Polygynie wird auch immer wieder mit dem Islam in Zusammenhang gebracht. Tatsächlich gibt es einige muslimisch geprägte Kulturen, in denen die Vielehe für Männer erlaubt ist, darunter etwa Saudiarabien oder die Vereinigten Arabischen Emirate. Gleichzeitig ist sie aber in der Türkei oder Tunesien verboten, Länder wie Ägypten oder der Libanon haben rechtliche Einschränkungen geschaffen, etwa die Bestätigung durch ein Gericht oder von Seiten der Frau. Der theologische Hintergrund für die Polygynie findet sich in Sure 4,3 des Koran, in der die Zahl der Ehefrauen auf vier beschränkt wird. Allerdings finden sich auch Einschränkungen – so muss der Mann auch jeder dieser Frauen den gleichen Lebensunterhalt bieten und sie gleich behandelt.

In der Sure 4,129 wird zudem gewarnt, dass man die Ehefrauen nie wirklich gerecht behandeln könne, selbst wenn man es wollte. Als Begründung, warum ein Mann mehrere Frauen haben soll, wird von islamischer Seite unter anderem vorgebracht, dass es ein wichtiges Motiv des Propheten Mohammed gewesen sei, auf diese Weise Witwen zu versorgen, deren Männer im Kampf gefallen sind. Auch würde die Polygynie Frauen im Fall von Kriegen oder Katastrophen eine legale Ehe ermöglichen.

Aus dem Islam kommt auch die sogenannte Zeitehe – konkret handelt es sich um eine Tradition aus dem schiitischen Islam. Gemeint ist, dass eine Ehe für einen bestimmten Zeitraum, von einigen Stunden bis zu 99 Jahren, geschlossen werden kann. Ursprünglich war sie dazu gedacht, dass Pilger oder Soldaten legal ihre sexuellen Bedürfnisse befriedigen können. Heute wird sie etwa im Iran eingesetzt, um dahinter Prostitution zu verbergen. Von sunnitischer Seite kommt deswegen auch immer wieder Kritik. Gerade weil der Islam keine zentrale Autorität hat, gibt es die unterschiedlichsten Auslegungen in Form von Fatwas, ob und wenn ja unter welchen Bedingungen eine Ehe auf Zeit erlaubt ist.

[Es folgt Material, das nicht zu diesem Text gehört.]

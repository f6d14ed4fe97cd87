//! Transport layer interfaces
//!
//! The engine never builds tunnels itself. It asks a [`Transport`] for a
//! forwarding session and owns the returned [`ForwardingSession`] for as long
//! as the portal is active.

use crate::error::TransportError;
use async_trait::async_trait;
use portal_types::PortalAddress;
use tokio::sync::watch;

pub mod memory;
pub mod tcp;

pub use memory::InMemoryTransport;
pub use tcp::TcpRelayTransport;

/// What the engine asks the transport to expose
#[derive(Debug, Clone, PartialEq, Eq)]
pub struct SessionRequest {
    pub name: String,
    /// Passed through uninterpreted; `None` means unspecified
    pub scheme: Option<String>,
    pub address: PortalAddress,
}

/// Opens forwarding sessions. May block on external I/O.
#[async_trait]
pub trait Transport: Send + Sync {
    async fn open_session(
        &self,
        request: SessionRequest,
    ) -> Result<Box<dyn ForwardingSession>, TransportError>;
}

/// A live forwarding session
#[async_trait]
pub trait ForwardingSession: Send + Sync {
    /// Opaque session id assigned by the transport
    fn id(&self) -> &str;

    /// Where traffic for the portal can be reached, if the transport exposes it locally
    fn listen_address(&self) -> Option<String>;

    /// Becomes `Some(reason)` if the session ends without being closed
    fn exit_signal(&self) -> watch::Receiver<Option<String>>;

    /// Tear the session down and release its resources
    async fn close(self: Box<Self>);
}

Aus der jüdischen Thora kommt der Begriff der Leviratsehe oder Schwagerehe. Stirbt ein verheirateter Mann, ohne Kinder hinterlassen zu haben, heiratet sein Bruder die Witwe. Ziel ist die Zeugung eines männlichen Nachkommen. Auch bei mongolischen Völkern war diese Form der Ehe bekannt.

Ein mittlerweile nur mehr selten zu findender Brauch sind sogenannte Geisterhochzeiten in China. Stirbt ein junger Chinese unverheiratet, macht sich die Familie auf die Suche nach einer verstorbenen Frau, die ihm angetraut werden könnte – sie werden etwa in Leichenschauhäusern gekauft.

Bei der Bestattung werden die beiden getraut, um im Totenreich nicht allein sein zu müssen. Zuletzt war der Brauch 2013 in die Schlagzeilen geraten, als ein Mann zum Tode verurteilt wurde, weil er eine Frau ermordet haben und sie als Braut für eine Totenhochzeit verkauft haben soll.

Mehr als eine

Polygamie ist die Vielehe mit der Duldung gleichzeitiger eheähnlicher Beziehungen. Dabei wird unterschieden zwischen Polygynie – ein Mann hat mehrere Ehefrauen – und Polyandrie (eine Frau hat mehrere Ehemänner).

In Österreich sind sämtliche Formen der Polygamie verboten. Für das Delikt der Mehrfachehe drohen Freiheitsstrafen von bis zu drei Jahren.